### Problem to solve
Pick out each line of the records in which the word "TextInput" appears.
——————
use regex::Regex;
use std::collections::HashMap;
use std::fmt;
use std::sync::LazyLock;

use crate::error::{HarnessError, Result};

/// First `name(...)` in the text. Parentheses inside quoted values do not
/// end the call.
static CALL: LazyLock<Regex> = LazyLock::new(|| {
    Regex::new(r#"(\w+)\(((?:[^()"']|"[^"]*"|'[^']*')*)\)"#).expect("call pattern")
});

/// `key="value"`, `key='value'` or `key=bare`, anywhere in the argument list.
static ARGUMENT: LazyLock<Regex> = LazyLock::new(|| {
    Regex::new(r#"(\w+)\s*=\s*(?:"([^"]*)"|'([^']*)'|([^\s,)"']+))"#).expect("argument pattern")
});

/// A model action, typed. Raw model text never travels past [`parse`].
#[derive(Debug, Clone, PartialEq)]
pub enum ParsedAction {
    Say { utterance: String },
    Load { url: String },
    Click { uid: String },
    TextInput { text: String, uid: String },
    Scroll { x: f64, y: f64 },
    Submit { uid: String },
    Change { value: String, uid: String },
}

impl ParsedAction {
    /// Name of the action in the model's call syntax.
    pub fn name(&self) -> &'static str {
        match self {
            ParsedAction::Say { .. } => "say",
            ParsedAction::Load { .. } => "load",
            ParsedAction::Click { .. } => "click",
            ParsedAction::TextInput { .. } => "text_input",
            ParsedAction::Scroll { .. } => "scroll",
            ParsedAction::Submit { .. } => "submit",
            ParsedAction::Change { .. } => "change",
        }
    }

    /// Whether dispatching this action changes the page.
    pub fn changes_page(&self) -> bool {
        !matches!(self, ParsedAction::Say { .. })
    }
}

impl fmt::Display for ParsedAction {
    fn fmt(&self, f: &mut fmt::Formatter<'_>) -> fmt::Result {
        match self {
            ParsedAction::Say { utterance } => write!(f, "say(utterance=\"{utterance}\")"),
            ParsedAction::Load { url } => write!(f, "load(url=\"{url}\")"),
            ParsedAction::Click { uid } => write!(f, "click(uid=\"{uid}\")"),
            ParsedAction::TextInput { text, uid } => {
                write!(f, "text_input(text=\"{text}\", uid=\"{uid}\")")
            }
            ParsedAction::Scroll { x, y } => write!(f, "scroll(x=\"{x}\", y=\"{y}\")"),
            ParsedAction::Submit { uid } => write!(f, "submit(uid=\"{uid}\")"),
            ParsedAction::Change { value, uid } => {
                write!(f, "change(value=\"{value}\", uid=\"{uid}\")")
            }
        }
    }
}

/// Pulls the first call out of free-form model output and types it.
pub fn parse(raw: &str) -> Result<ParsedAction> {
    let call = CALL
        .captures(raw)
        .ok_or_else(|| HarnessError::UnparsableAction(raw.trim().to_string()))?;
    let name = call[1].to_lowercase();
    let args = Arguments::read(&name, &call[2]);

    let action = match name.as_str() {
        "say" => ParsedAction::Say {
            utterance: args.get("utterance")?,
        },
        "load" => ParsedAction::Load {
            url: args.get("url")?,
        },
        "click" => ParsedAction::Click {
            uid: args.get("uid")?,
        },
        "text_input" => ParsedAction::TextInput {
            text: args.get("text")?,
            uid: args.get("uid")?,
        },
        "scroll" => ParsedAction::Scroll {
            x: args.number("x")?,
            y: args.number("y")?,
        },
        "submit" => ParsedAction::Submit {
            uid: args.get("uid")?,
        },
        "change" => ParsedAction::Change {
            value: args.get("value")?,
            uid: args.get("uid")?,
        },
        _ => return Err(HarnessError::UnknownIntent(name)),
    };
    Ok(action)
}

struct Arguments<'a> {
    call: &'a str,
    values: HashMap<&'a str, &'a str>,
}

impl<'a> Arguments<'a> {
    fn read(call: &'a str, list: &'a str) -> Self {
        let mut values = HashMap::new();
        for cap in ARGUMENT.captures_iter(list) {
            let (Some(key), Some(value)) = (
                cap.get(1),
                cap.get(2).or_else(|| cap.get(3)).or_else(|| cap.get(4)),
            ) else {
                continue;
            };
            // first occurrence wins
            values.entry(key.as_str()).or_insert(value.as_str());
        }
        Self { call, values }
    }

    fn get(&self, key: &str) -> Result<String> {
        self.values
            .get(key)
            .map(|v| v.to_string())
            .ok_or_else(|| {
                HarnessError::UnparsableAction(format!("{}() is missing argument '{key}'", self.call))
            })
    }

    fn number(&self, key: &str) -> Result<f64> {
        let raw = self.get(key)?;
        match raw.trim().parse::<f64>() {
            Ok(v) if v.is_finite() => Ok(v),
            _ => Err(HarnessError::UnparsableAction(format!(
                "{}() argument '{key}' is not a finite number: {raw:?}",
                self.call
            ))),
        }
    }
}

#[cfg(test)]
mod tests {
    use super::*;

    #[test]
    fn say_yields_the_utterance() {
        assert_eq!(
            parse(r#"say(utterance="Hello")"#).unwrap(),
            ParsedAction::Say {
                utterance: "Hello".into()
            }
        );
    }

    #[test]
    fn click_yields_the_uid() {
        assert_eq!(
            parse(r#"click(uid="abc123")"#).unwrap(),
            ParsedAction::Click { uid: "abc123".into() }
        );
    }

    #[test]
    fn text_without_a_call_is_unparsable() {
        assert!(matches!(
            parse("garbage text"),
            Err(HarnessError::UnparsableAction(_))
        ));
    }

    #[test]
    fn unknown_call_name_is_unknown_intent() {
        match parse(r#"foo(x="1")"#) {
            Err(HarnessError::UnknownIntent(name)) => assert_eq!(name, "foo"),
            other => panic!("expected UnknownIntent, got {other:?}"),
        }
    }

    #[test]
    fn surrounding_commentary_is_ignored_and_first_call_wins() {
        let raw = r#"Sure, I'll search. text_input(text="rust book", uid="9f1c") then click(uid="other")"#;
        assert_eq!(
            parse(raw).unwrap(),
            ParsedAction::TextInput {
                text: "rust book".into(),
                uid: "9f1c".into()
            }
        );
    }

    #[test]
    fn argument_order_and_extra_arguments_do_not_matter() {
        assert_eq!(
            parse(r#"say(speaker="navigator", utterance="Done!")"#).unwrap(),
            ParsedAction::Say {
                utterance: "Done!".into()
            }
        );
        assert_eq!(
            parse(r#"change(uid="u2", value="blue")"#).unwrap(),
            ParsedAction::Change {
                value: "blue".into(),
                uid: "u2".into()
            }
        );
    }

    #[test]
    fn text_argument_does_not_shadow_x() {
        // `text="..."` contains the characters `x="` and must not be read as x.
        assert!(matches!(
            parse(r#"scroll(text="1", y="2")"#),
            Err(HarnessError::UnparsableAction(_))
        ));
    }

    #[test]
    fn scroll_accepts_quoted_and_bare_numbers() {
        assert_eq!(
            parse(r#"scroll(x="0", y=400)"#).unwrap(),
            ParsedAction::Scroll { x: 0.0, y: 400.0 }
        );
        assert!(matches!(
            parse(r#"scroll(x="0", y="down")"#),
            Err(HarnessError::UnparsableAction(_))
        ));
    }

    #[test]
    fn scroll_rejects_non_finite_numbers() {
        for raw in [
            r#"scroll(x="NaN", y="0")"#,
            r#"scroll(x="0", y="inf")"#,
            r#"scroll(x=-infinity, y=0)"#,
        ] {
            assert!(
                matches!(parse(raw), Err(HarnessError::UnparsableAction(_))),
                "{raw} should be rejected"
            );
        }
    }

    #[test]
    fn parentheses_inside_quotes_stay_in_the_value() {
        assert_eq!(
            parse(r#"say(utterance="All set :) anything else?")"#).unwrap(),
            ParsedAction::Say {
                utterance: "All set :) anything else?".into()
            }
        );
    }

    #[test]
    fn load_with_single_quotes() {
        assert_eq!(
            parse("load(url='https://example.com/a?b=1')").unwrap(),
            ParsedAction::Load {
                url: "https://example.com/a?b=1".into()
            }
        );
    }

    #[test]
    fn missing_argument_is_unparsable() {
        assert!(matches!(
            parse("submit()"),
            Err(HarnessError::UnparsableAction(_))
        ));
    }

    #[test]
    fn display_renders_call_syntax_that_parses_back() {
        let action = ParsedAction::Scroll { x: 0.0, y: 250.5 };
        assert_eq!(action.to_string(), r#"scroll(x="0", y="250.5")"#);
        assert_eq!(parse(&action.to_string()).unwrap(), action);
    }

    #[test]
    fn only_say_leaves_the_page_alone() {
        assert!(!ParsedAction::Say { utterance: "x".into() }.changes_page());
        assert!(ParsedAction::Scroll { x: 0.0, y: 0.0 }.changes_page());
    }
}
——————
### Solution to this problem
    TextInput { text: String, uid: String },
            ParsedAction::TextInput { .. } => "text_input",
            ParsedAction::TextInput { text, uid } => {
        "text_input" => ParsedAction::TextInput {
            ParsedAction::TextInput {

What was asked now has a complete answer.